This hints us to define a non-zero divergence $D^{\alpha}$ between multiple distributions $\mathbb{Q}_{1},...,\mathbb{Q}_{C}$ as

	$\displaystyle D^{\alpha}\left(\mathbb{Q}_{1},...,\mathbb{Q}_{C}\right)$	$\displaystyle=-\min_{\hat{h}\in\mathcal{H}}\mathcal{L}_{\mathbb{Q}_{1:C}}^{\alpha}\left(\hat{h}\right)+\inf_{\beta\in\mathcal{Y}_{\Delta}}\left(\sum_{i=1}^{C}l\left(\beta,i\right)\alpha_{i}\right),$
		$\displaystyle=\int-\phi\left(\left[\frac{q_{i}\left(z\right)}{q^{\alpha}\left(z\right)}\right]_{i=1}^{C}\right)q^{\alpha}\left(z\right)dz+\inf_{\beta\in\mathcal{Y}_{\Delta}}\left(\sum_{i=1}^{C}l\left(\beta,i\right)\alpha_{i}\right)$

which is a proper f-divergence, since $-\phi\left(t\right)$ is a convex function, and $\inf_{\beta\in\mathcal{Y}_{\Delta}}\left(\sum_{i=1}^{C}l\left(\beta,i\right)\alpha_{i}\right)$ is just a constant. Moreover, $D^{\alpha}\left(\mathbb{Q}_{1},...,\mathbb{Q}_{C}\right)\geq 0$ for all $\mathbb{Q}_{1},...,\mathbb{Q}_{C}$ and $\alpha\in\mathcal{Y}_{\Delta}$ due to the previous inequality 11. The equality happens if there is some $\beta_{0}\in\mathcal{Y}_{\Delta}$ such that, for all $z\in\mathcal{Z}$

\beta_{0}=\underset{{}_{\beta\in\mathcal{Y}_{\Delta}}}{\text{argmin}\ }\sum_{i=1}^{C}\alpha_{i}l\left(\beta,i\right)\frac{q_{i}\left(z\right)}{q^{\alpha}\left(z\right)}.

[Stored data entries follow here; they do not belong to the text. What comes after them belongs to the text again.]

//! # Node HTTP surface
//!
//! The cache node's external contract (spec C3): a thin axum layer over
//! `ringkv_engine::CacheEngine`, plus the privileged `/admin/shutdown`
//! endpoint the chaos controller (C8) needs as a termination capability.

use std::sync::Arc;

use axum::extract::{Path, State};
use axum::routing::{delete, get, post};
use axum::{Json, Router};
use tokio::sync::Notify;

use ringkv_common::dto::{
    CacheDeleteResponse, CacheGetResponse, CacheKeysResponse, CacheSetRequest,
    CacheStatsResponse, HealthResponse, KeySnapshotEntry,
};
use ringkv_common::{ApiError, ApiResult};
use ringkv_engine::CacheEngine;

pub struct AppState {
    pub engine: Arc<CacheEngine>,
    pub port: u16,
    pub shutdown: Notify,
}

pub fn router(state: Arc<AppState>) -> Router {
    Router::new()
        .route("/cache/:key", get(get_cache).delete(delete_cache))
        .route("/cache", post(set_cache))
        .route("/cache/stats", get(cache_stats))
        .route("/cache/keys", get(cache_keys))
        .route("/cache/clear", post(clear_cache))
        .route("/health", get(health))
        .route("/admin/shutdown", post(admin_shutdown))
        .with_state(state)
}

#[tracing::instrument(skip(state))]
async fn get_cache(
    State(state): State<Arc<AppState>>,
    Path(key): Path<String>,
) -> ApiResult<Json<CacheGetResponse>> {
    match state.engine.get(&key) {
        Some(value) => Ok(Json(CacheGetResponse { value, hit: true })),
        None => Err(ApiError::NotFound),
    }
}

#[tracing::instrument(skip(state, body))]
async fn set_cache(
    State(state): State<Arc<AppState>>,
    Json(body): Json<CacheSetRequest>,
) -> ApiResult<axum::http::StatusCode> {
    state
        .engine
        .put(body.key, body.value, body.ttl)
        .map_err(|err| ApiError::Internal(err.to_string()))?;
    Ok(axum::http::StatusCode::CREATED)
}

#[tracing::instrument(skip(state))]
async fn delete_cache(
    State(state): State<Arc<AppState>>,
    Path(key): Path<String>,
) -> Json<CacheDeleteResponse> {
    let deleted = state.engine.delete(&key);
    Json(CacheDeleteResponse { deleted })
}

#[tracing::instrument(skip(state))]
async fn cache_stats(State(state): State<Arc<AppState>>) -> Json<CacheStatsResponse> {
    let stats = state.engine.stats();
    Json(CacheStatsResponse {
        hits: stats.hits,
        misses: stats.misses,
        hit_rate: stats.hit_rate,
        current_size: stats.current_size,
        capacity: stats.capacity,
    })
}

#[tracing::instrument(skip(state))]
async fn cache_keys(State(state): State<Arc<AppState>>) -> Json<CacheKeysResponse> {
    let keys = state
        .engine
        .snapshot()
        .into_iter()
        .map(|entry| KeySnapshotEntry {
            key: entry.key,
            value: entry.value,
            ttl_remaining_seconds: entry.ttl_remaining_seconds,
        })
        .collect();
    Json(CacheKeysResponse { keys })
}

#[tracing::instrument(skip(state))]
async fn clear_cache(State(state): State<Arc<AppState>>) -> axum::http::StatusCode {
    state.engine.clear();
    axum::http::StatusCode::OK
}

#[tracing::instrument(skip(state))]
async fn health(State(state): State<Arc<AppState>>) -> Json<HealthResponse> {
    Json(HealthResponse { status: "ok".to_string(), port: state.port })
}

/// Triggers graceful shutdown of the serving task. The response is sent
/// before the listener stops accepting new connections.
#[tracing::instrument(skip(state))]
async fn admin_shutdown(State(state): State<Arc<AppState>>) -> axum::http::StatusCode {
    tracing::warn!(port = state.port, "shutdown requested via admin endpoint");
    state.engine.shutdown();
    state.shutdown.notify_one();
    axum::http::StatusCode::OK
}
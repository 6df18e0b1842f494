//! # Consistent-hash ring
//!
//! A fingerprint function `H` maps strings to a 128-bit fingerprint (taken
//! from the high 16 bytes of a SHA-256 digest, which gives the "fixed-width
//! non-negative integer space" spec §4.4 asks for without needing a custom
//! hash). Each physical node contributes `K` virtual positions
//! `H(id || "#" || i)`. Ring storage is a sorted `Vec`, behind a
//! `parking_lot::RwLock<Arc<_>>` so resolution can clone the `Arc` and read
//! it lock-free, per the copy-on-write strategy spec §9 suggests; only
//! `add`/`remove` take the write lock.

use std::collections::HashSet;
use std::sync::Arc;

use parking_lot::RwLock;
use sha2::{Digest, Sha256};

/// Recommended default for virtual nodes per physical node (spec §4.4: "K
/// fixed, ≥ 10"; §4.6 recommends ≥ 50 for the proxy's configured ring).
pub const DEFAULT_VIRTUAL_NODES: usize = 50;

pub type RingNode = String;

/// One virtual-node entry: a ring position and the physical node it maps to.
#[derive(Debug, Clone)]
pub struct VirtualNode {
    pub position: u128,
    pub node_id: RingNode,
}

struct RingState {
    positions: Vec<VirtualNode>,
}

impl RingState {
    fn empty() -> Self {
        RingState { positions: Vec::new() }
    }
}

/// The consistent-hash ring (spec C4).
pub struct HashRing {
    virtual_nodes: usize,
    state: RwLock<Arc<RingState>>,
}

impl HashRing {
    pub fn new(virtual_nodes: usize) -> Self {
        HashRing {
            virtual_nodes: virtual_nodes.max(1),
            state: RwLock::new(Arc::new(RingState::empty())),
        }
    }

    /// Inserts `K` virtual positions for `id`. Idempotent: adding an id
    /// already present first removes its old positions, so re-adding moves
    /// nothing. O(K log R) where R is the resulting ring size.
    pub fn add(&self, id: impl Into<RingNode>) {
        let id = id.into();
        let mut guard = self.state.write();
        let mut positions: Vec<VirtualNode> = guard
            .positions
            .iter()
            .filter(|vn| vn.node_id != id)
            .cloned()
            .collect();

        let mut existing: HashSet<u128> = positions.iter().map(|vn| vn.position).collect();
        let mut inserted = 0usize;
        for i in 0.. {
            if inserted >= self.virtual_nodes {
                break;
            }
            let pos = hash_position(&id, i);
            if existing.insert(pos) {
                positions.push(VirtualNode { position: pos, node_id: id.clone() });
                inserted += 1;
            }
        }

        positions.sort_by_key(|vn| vn.position);
        *guard = Arc::new(RingState { positions });
    }

    /// Removes every virtual-node entry belonging to `id`.
    pub fn remove(&self, id: &str) {
        let mut guard = self.state.write();
        let positions: Vec<VirtualNode> = guard
            .positions
            .iter()
            .filter(|vn| vn.node_id != id)
            .cloned()
            .collect();
        *guard = Arc::new(RingState { positions });
    }

    /// Resolves the ordered replica set for `key`: the first `n` distinct
    /// physical nodes walked clockwise from `key`'s ring position. `n` is
    /// implicitly clamped to the number of distinct physical nodes present,
    /// since the walk can never produce more than that.
    pub fn replicas(&self, key: &str, n: usize) -> Vec<RingNode> {
        let state = self.state.read().clone();
        let positions = &state.positions;
        if positions.is_empty() || n == 0 {
            return Vec::new();
        }

        let target = hash_key(key);
        let start = positions.partition_point(|vn| vn.position < target) % positions.len();

        let len = positions.len();
        let mut seen = HashSet::with_capacity(n.min(len));
        let mut result = Vec::with_capacity(n.min(len));
        for offset in 0..len {
            let idx = (start + offset) % len;
            let id = &positions[idx].node_id;
            if seen.insert(id.clone()) {
                result.push(id.clone());
                if result.len() == n {
                    break;
                }
            }
        }
        result
    }

    /// The primary (first replica) for `key`, or `None` if the ring is empty.
    pub fn primary(&self, key: &str) -> Option<RingNode> {
        self.replicas(key, 1).into_iter().next()
    }

    /// All distinct physical node ids currently on the ring.
    pub fn physical_nodes(&self) -> Vec<RingNode> {
        let state = self.state.read().clone();
        let mut seen = HashSet::new();
        let mut out = Vec::new();
        for vn in &state.positions {
            if seen.insert(vn.node_id.clone()) {
                out.push(vn.node_id.clone());
            }
        }
        out
    }

    /// Number of distinct physical nodes on the ring.
    pub fn node_count(&self) -> usize {
        self.physical_nodes().len()
    }

    /// Every virtual-node position as `(id, angle)`, `angle` in
    /// `[0, 360)`, for the visualization front-end only — routing never
    /// consults this.
    pub fn snapshot(&self) -> Vec<(RingNode, f64)> {
        let state = self.state.read().clone();
        state
            .positions
            .iter()
            .map(|vn| (vn.node_id.clone(), angle_of(vn.position)))
            .collect()
    }
}

fn angle_of(position: u128) -> f64 {
    (position as f64 / u128::MAX as f64) * 360.0
}

fn hash_position(id: &str, i: u32) -> u128 {
    let mut hasher = Sha256::new();
    hasher.update(id.as_bytes());
    hasher.update(b"#");
    hasher.update(i.to_string().as_bytes());
    fingerprint(hasher)
}

fn hash_key(key: &str) -> u128 {
    let mut hasher = Sha256::new();
    hasher.update(key.as_bytes());
    fingerprint(hasher)
}

fn fingerprint(hasher: Sha256) -> u128 {
    let digest = hasher.finalize();
    let mut buf = [0u8; 16];
    buf.copy_from_slice(&digest[..16]);
    u128::from_be_bytes(buf)
}
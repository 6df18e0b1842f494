//! # ringkv-common
//!
//! Shared error types and wire DTOs for the RingKV cache-node and proxy
//! binaries. Keeping these in one crate means the JSON shapes exchanged
//! between the proxy and its cache nodes, and between clients and the
//! proxy, are defined exactly once.

pub mod dto;
pub mod error;
pub mod time;

pub use error::{ApiError, ApiResult};
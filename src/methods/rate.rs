//! Learning-rate schedules.
//!
//! The library does not drive a training loop itself; these schedules are the
//! policies an external loop feeds into `Network::propagate`.

use serde::{Deserialize, Serialize};

/// A learning-rate decay policy.
#[derive(Clone, Copy, Debug, PartialEq, Serialize, Deserialize)]
pub enum RateSchedule {
    /// The base rate, unchanged.
    Fixed,
    /// Multiply by `gamma` every `step_size` iterations.
    Step { gamma: f64, step_size: usize },
    /// Multiply by `gamma` every iteration.
    Exp { gamma: f64 },
    /// `base * (1 + gamma * iteration)^-power`.
    Inv { gamma: f64, power: f64 },
}

impl RateSchedule {
    /// Step decay with the conventional gamma 0.9 every 100 iterations.
    pub fn step() -> Self {
        Self::Step {
            gamma: 0.9,
            step_size: 100,
        }
    }

    /// Exponential decay with the conventional gamma 0.999.
    pub fn exp() -> Self {
        Self::Exp { gamma: 0.999 }
    }

    /// Inverse decay with the conventional gamma 0.001 and power 2.
    pub fn inv() -> Self {
        Self::Inv {
            gamma: 0.001,
            power: 2.0,
        }
    }

    /// The effective rate at `iteration`, starting from `base_rate`.
    pub fn at(&self, base_rate: f64, iteration: usize) -> f64 {
        match *self {
            Self::Fixed => base_rate,
            Self::Step { gamma, step_size } => {
                base_rate * gamma.powi((iteration / step_size) as i32)
            }
            Self::Exp { gamma } => base_rate * gamma.powi(iteration as i32),
            Self::Inv { gamma, power } => {
                base_rate * (1.0 + gamma * iteration as f64).powf(-power)
            }
        }
    }
}

impl Default for RateSchedule {
    fn default() -> Self {
        Self::Fixed
    }
}

#[cfg(test)]
mod tests {
    use super::*;

    #[test]
    fn test_fixed() {
        assert_eq!(RateSchedule::Fixed.at(0.3, 0), 0.3);
        assert_eq!(RateSchedule::Fixed.at(0.3, 1000), 0.3);
    }

    #[test]
    fn test_step_decays_in_plateaus() {
        let s = RateSchedule::step();
        assert_eq!(s.at(1.0, 0), s.at(1.0, 99));
        assert!(s.at(1.0, 100) < s.at(1.0, 99));
    }

    #[test]
    fn test_exp_monotone() {
        let s = RateSchedule::exp();
        assert!(s.at(1.0, 10) < s.at(1.0, 0));
        assert!(s.at(1.0, 100) < s.at(1.0, 10));
    }

    #[test]
    fn test_inv_decays() {
        let s = RateSchedule::inv();
        assert!(s.at(1.0, 1000) < 1.0);
    }
}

This means $\frac{q_{i}\left(z\right)}{q^{\alpha}\left(z\right)}=A_{i},\forall i\in\left[C\right]$ , where $A_{i}$ is a constant dependent on index $i$ . However, this leads to

	$\displaystyle\int q_{i}\left(z\right)dz$	$\displaystyle=A_{i}\int q^{\alpha}\left(z\right)dz$
	$\displaystyle 1$	$\displaystyle=A_{i}$

i.e., $q_{i}\left(z\right)=q^{\alpha}\left(z\right),\forall i\in\left[C\right]$ . In other words, the equality happens when all distributions are the same $\mathbb{Q}_{1}=...=\mathbb{Q}_{C}$ . ∎

B.1.2 General Domain-Invariant Representations

For a fixed feature map $g$ , the induced representation distributions of source domains are $\mathbb{P}_{g}^{S,i}$ . We then find the optimal hypothesis $\hat{h}_{g}^{*}$ on the induced representation distributions $\mathbb{P}_{g}^{S,i}$ by minimizing the loss

\min_{\hat{h}\in\mathcal{H}}\sum_{i=1}^{K}\pi_{i}\mathcal{L}\left(\hat{h},h^{S,i},\mathbb{P}_{g}^{S,i}\right)=\text{min}_{\hat{h}\in\mathcal{H}}\sum_{i=1}^{K}\pi_{i}\mathcal{L}\left(\hat{h},\mathbb{D}_{g}^{S,i}\right).

(12)

The general domain-invariant feature map $g^{*}$ is defined as the one that offers the minimal optimal loss as

\begin{aligned} g^{*}=\arg\min_{g\in\mathcal{G}}\min_{\hat{h}\in\mathcal{H}}\sum_{i=1}^{K}\pi_{i}\mathcal{L}\left(\hat{h},h^{S,i},\mathbb{P}_{g}^{i}\right)=\text{argmin}_{g\in\mathcal{G}}\text{min}_{\hat{h}\in\mathcal{H}}\sum_{i=1}^{K}\pi_{i}\mathcal{L}\left(\hat{h},\mathbb{D}_{g}^{S,i}\right)\end{aligned}.

(13)

We denote $\mathbb{P}_{g}^{s,i,c}$ as the class $c$ conditional distribution of the source domain $i$ on the latent space and $p_{g}^{s,i,c}$ as its density function. The induced representation distribution $\mathbb{P}_{g}^{S,i}$ of source domain $i$ is a mixture of $\mathbb{P}_{g}^{s,i,c}$ as $\mathbb{P}_{g}^{S,i}=\sum_{c=1}^{C}\gamma_{i,c}\mathbb{P}_{g}^{s,i,c},$ where $\gamma_{i,c}=\mathbb{P}^{s,i}\left(y=c\right)$ .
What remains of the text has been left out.